**DESCRIPTION OF THE TASK:** Every line in the data below from the one containing "let cli = Cli::parse();" down to the one containing "tracing::subscriber::set_global_default(subscriber)?;", both included, must be retyped exactly; no other line is to appear.
Segment Start: TASK MATERIAL
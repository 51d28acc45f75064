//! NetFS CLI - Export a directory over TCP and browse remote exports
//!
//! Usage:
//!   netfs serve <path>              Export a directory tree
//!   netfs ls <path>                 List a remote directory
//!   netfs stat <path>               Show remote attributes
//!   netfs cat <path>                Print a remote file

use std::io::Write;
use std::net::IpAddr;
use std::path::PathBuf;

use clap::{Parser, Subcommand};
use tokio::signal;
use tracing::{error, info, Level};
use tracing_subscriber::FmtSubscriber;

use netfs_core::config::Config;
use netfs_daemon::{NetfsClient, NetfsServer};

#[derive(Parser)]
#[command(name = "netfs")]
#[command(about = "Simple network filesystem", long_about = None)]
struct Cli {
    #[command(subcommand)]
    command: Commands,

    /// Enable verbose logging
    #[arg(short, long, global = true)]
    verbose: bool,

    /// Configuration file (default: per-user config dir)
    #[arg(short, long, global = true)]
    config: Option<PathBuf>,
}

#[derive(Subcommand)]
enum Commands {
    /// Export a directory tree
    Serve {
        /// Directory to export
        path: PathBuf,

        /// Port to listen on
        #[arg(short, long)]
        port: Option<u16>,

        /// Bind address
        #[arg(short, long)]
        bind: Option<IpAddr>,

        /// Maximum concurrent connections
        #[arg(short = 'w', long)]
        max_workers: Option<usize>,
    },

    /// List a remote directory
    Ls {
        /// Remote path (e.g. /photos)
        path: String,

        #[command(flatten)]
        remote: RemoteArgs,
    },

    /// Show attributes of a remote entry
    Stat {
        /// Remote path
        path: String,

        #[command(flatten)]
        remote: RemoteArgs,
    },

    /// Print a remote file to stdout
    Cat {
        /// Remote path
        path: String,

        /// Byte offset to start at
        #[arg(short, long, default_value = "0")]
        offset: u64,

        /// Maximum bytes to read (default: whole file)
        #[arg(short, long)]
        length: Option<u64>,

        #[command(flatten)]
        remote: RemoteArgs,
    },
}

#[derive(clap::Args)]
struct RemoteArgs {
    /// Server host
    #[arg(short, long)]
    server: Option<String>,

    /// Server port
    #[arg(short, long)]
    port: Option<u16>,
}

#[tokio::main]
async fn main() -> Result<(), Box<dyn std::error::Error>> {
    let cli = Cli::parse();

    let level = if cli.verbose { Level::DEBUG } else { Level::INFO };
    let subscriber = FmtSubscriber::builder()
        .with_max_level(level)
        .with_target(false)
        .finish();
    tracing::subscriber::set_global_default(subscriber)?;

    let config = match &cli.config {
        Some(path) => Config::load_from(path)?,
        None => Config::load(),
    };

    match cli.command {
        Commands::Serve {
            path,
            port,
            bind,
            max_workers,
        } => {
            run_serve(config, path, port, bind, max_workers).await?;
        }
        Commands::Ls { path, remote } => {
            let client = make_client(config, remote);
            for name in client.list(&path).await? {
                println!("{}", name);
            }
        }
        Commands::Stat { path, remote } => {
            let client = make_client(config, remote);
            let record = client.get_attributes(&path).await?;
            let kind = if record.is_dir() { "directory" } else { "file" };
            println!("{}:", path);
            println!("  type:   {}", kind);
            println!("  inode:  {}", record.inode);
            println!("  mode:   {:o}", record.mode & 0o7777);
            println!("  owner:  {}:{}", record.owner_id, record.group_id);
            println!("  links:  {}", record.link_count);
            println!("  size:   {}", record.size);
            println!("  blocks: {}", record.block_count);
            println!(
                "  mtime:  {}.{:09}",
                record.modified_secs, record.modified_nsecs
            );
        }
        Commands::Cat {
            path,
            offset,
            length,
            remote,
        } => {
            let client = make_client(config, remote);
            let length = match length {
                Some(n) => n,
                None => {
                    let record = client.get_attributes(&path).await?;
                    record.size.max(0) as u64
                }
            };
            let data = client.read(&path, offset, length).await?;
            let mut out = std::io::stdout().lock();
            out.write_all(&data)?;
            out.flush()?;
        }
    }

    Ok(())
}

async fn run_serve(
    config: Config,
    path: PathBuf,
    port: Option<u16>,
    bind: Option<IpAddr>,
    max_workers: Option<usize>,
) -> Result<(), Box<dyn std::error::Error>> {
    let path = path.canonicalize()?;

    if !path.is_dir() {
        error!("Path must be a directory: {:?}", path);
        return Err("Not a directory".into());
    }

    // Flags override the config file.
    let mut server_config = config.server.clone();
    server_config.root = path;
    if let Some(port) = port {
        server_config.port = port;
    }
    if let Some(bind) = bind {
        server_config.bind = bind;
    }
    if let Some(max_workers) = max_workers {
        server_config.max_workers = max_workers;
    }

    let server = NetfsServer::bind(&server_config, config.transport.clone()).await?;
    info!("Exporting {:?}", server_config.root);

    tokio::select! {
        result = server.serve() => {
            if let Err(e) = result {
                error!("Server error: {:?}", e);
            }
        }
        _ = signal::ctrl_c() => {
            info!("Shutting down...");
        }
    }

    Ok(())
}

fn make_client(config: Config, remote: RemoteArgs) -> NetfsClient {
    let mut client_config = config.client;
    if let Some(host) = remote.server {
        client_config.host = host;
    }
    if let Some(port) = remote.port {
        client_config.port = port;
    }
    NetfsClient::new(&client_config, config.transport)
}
Segment End: TASK MATERIAL
**THE COMPLETED TASK:**
    let cli = Cli::parse();

    let level = if cli.verbose { Level::DEBUG } else { Level::INFO };
    let subscriber = FmtSubscriber::builder()
        .with_max_level(level)
        .with_target(false)
        .finish();
    tracing::subscriber::set_global_default(subscriber)?;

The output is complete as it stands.